=== Begin Enclosure ===

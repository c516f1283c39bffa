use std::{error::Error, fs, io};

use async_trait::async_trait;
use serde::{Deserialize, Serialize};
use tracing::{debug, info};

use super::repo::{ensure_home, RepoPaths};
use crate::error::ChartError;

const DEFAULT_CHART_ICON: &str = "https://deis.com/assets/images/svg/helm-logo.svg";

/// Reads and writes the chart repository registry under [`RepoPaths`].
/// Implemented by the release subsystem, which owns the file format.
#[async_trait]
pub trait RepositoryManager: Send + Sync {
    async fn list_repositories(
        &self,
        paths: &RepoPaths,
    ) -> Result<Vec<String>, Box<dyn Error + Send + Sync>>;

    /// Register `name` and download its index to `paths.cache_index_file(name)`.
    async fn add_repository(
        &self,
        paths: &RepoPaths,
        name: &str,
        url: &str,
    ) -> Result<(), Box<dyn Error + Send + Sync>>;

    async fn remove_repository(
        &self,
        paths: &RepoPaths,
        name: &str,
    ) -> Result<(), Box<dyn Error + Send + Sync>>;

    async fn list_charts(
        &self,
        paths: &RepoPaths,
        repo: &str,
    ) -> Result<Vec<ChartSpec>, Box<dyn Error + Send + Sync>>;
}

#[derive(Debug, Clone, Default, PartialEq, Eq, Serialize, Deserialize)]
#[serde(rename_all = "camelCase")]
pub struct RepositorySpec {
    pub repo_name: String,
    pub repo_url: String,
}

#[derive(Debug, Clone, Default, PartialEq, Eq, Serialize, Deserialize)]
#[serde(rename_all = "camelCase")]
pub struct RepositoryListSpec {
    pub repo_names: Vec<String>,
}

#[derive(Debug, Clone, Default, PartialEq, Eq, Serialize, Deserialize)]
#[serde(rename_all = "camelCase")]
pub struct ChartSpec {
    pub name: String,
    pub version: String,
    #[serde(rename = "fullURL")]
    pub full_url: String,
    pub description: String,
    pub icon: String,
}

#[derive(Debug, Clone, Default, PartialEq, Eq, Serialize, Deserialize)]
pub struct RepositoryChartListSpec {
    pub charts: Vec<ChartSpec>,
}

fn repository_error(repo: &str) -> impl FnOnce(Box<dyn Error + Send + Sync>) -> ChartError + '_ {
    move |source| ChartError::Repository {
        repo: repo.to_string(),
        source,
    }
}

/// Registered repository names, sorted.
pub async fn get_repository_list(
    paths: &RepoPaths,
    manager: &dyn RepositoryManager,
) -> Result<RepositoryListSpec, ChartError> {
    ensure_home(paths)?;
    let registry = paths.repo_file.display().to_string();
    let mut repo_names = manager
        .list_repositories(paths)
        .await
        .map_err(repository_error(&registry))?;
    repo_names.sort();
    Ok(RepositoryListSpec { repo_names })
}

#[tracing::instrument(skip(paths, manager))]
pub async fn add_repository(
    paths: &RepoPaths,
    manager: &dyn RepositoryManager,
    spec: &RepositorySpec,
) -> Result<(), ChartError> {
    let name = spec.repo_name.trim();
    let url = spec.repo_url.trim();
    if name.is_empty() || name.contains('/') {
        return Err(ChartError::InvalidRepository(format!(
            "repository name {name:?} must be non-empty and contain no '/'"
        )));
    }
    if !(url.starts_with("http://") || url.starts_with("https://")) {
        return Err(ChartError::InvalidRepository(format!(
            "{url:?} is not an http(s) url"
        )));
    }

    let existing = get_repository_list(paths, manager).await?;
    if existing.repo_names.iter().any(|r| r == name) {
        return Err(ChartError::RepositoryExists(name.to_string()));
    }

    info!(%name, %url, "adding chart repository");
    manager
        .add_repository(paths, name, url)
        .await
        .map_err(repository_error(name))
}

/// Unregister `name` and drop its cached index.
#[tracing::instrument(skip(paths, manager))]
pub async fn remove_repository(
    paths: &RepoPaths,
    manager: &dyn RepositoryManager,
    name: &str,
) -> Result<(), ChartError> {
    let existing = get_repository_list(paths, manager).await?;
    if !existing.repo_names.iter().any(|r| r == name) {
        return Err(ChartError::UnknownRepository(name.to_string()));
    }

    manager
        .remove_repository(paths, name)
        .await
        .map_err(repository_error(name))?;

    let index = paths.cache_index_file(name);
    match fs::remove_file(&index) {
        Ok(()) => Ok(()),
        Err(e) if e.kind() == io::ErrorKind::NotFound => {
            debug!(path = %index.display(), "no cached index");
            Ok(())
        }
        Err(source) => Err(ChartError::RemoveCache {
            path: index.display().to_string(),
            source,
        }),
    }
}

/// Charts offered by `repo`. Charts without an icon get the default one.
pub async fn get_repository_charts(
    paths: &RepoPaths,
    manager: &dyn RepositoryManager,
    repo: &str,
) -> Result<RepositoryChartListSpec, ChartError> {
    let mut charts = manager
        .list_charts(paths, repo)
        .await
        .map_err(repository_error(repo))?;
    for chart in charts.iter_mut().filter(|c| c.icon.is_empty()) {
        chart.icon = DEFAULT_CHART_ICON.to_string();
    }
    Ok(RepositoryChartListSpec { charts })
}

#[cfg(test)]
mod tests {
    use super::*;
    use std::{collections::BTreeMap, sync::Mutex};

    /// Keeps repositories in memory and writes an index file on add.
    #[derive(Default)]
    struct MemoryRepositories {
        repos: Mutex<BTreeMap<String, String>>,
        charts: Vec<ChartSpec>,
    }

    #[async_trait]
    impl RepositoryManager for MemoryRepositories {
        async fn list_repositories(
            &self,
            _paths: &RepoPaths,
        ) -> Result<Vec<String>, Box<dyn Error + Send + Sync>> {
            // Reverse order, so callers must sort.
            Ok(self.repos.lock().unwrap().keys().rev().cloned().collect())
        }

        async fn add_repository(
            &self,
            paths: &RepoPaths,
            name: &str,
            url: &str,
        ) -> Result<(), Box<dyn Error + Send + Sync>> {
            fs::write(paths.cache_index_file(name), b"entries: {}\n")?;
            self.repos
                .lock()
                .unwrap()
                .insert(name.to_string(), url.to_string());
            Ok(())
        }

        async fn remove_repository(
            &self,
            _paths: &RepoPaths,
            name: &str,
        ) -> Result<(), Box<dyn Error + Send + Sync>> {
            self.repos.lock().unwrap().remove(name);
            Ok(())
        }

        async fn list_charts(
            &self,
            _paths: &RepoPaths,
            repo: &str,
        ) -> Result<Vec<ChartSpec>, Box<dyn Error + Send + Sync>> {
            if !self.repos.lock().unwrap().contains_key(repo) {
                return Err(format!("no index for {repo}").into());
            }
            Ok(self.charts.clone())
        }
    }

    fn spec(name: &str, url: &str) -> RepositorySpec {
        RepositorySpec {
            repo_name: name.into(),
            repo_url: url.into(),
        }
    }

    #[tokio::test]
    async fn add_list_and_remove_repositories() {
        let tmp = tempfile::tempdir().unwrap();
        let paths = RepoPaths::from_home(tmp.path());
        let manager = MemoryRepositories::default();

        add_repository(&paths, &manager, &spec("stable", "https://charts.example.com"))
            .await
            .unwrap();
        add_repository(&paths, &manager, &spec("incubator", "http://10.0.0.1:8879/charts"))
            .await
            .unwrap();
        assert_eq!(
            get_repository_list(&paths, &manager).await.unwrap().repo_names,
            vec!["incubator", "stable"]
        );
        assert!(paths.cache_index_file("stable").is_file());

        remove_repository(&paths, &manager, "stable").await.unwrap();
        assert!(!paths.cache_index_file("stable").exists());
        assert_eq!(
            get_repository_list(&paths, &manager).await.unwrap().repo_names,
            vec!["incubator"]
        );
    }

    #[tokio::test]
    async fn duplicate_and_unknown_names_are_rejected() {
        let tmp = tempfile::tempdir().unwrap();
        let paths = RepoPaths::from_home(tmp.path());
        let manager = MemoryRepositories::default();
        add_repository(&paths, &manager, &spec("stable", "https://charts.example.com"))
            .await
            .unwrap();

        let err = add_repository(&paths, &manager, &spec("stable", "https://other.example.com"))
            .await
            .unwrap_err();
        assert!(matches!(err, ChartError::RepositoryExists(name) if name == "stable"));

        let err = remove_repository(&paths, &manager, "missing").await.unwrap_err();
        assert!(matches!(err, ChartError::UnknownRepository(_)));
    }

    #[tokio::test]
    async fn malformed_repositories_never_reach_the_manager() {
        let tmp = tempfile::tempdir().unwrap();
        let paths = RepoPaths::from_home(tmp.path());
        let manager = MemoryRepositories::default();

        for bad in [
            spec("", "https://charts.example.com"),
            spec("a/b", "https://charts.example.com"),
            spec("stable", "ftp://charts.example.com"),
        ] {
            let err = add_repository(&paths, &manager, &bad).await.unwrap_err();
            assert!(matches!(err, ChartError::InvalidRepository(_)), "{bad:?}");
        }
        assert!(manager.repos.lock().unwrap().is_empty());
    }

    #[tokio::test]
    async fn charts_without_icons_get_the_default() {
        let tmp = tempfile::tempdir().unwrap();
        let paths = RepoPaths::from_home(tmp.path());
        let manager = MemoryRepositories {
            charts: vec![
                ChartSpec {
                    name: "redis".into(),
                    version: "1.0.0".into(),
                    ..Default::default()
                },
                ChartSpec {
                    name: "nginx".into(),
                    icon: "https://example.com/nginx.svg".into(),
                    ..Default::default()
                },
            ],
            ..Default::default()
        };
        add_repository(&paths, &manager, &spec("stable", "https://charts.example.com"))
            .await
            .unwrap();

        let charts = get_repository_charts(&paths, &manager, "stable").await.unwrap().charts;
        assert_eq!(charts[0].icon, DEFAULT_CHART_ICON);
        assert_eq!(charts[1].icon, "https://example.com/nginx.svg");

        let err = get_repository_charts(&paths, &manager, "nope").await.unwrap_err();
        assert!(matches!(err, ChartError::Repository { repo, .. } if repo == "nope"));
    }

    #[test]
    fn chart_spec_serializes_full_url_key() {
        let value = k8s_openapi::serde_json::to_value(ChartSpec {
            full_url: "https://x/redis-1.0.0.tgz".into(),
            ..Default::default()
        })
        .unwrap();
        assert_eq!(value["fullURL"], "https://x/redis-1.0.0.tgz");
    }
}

=== End Enclosure ===

Return the entries exactly through the "Reads and writes" line.

repository c516f1283c39bffa
use std::{error::Error, fs, io};

use async_trait::async_trait;
use serde::{Deserialize, Serialize};
use tracing::{debug, info};

use super::repo::{ensure_home, RepoPaths};
use crate::error::ChartError;

const DEFAULT_CHART_ICON: &str = "https://deis.com/assets/images/svg/helm-logo.svg";

/// Reads and writes the chart repository registry under [`RepoPaths`].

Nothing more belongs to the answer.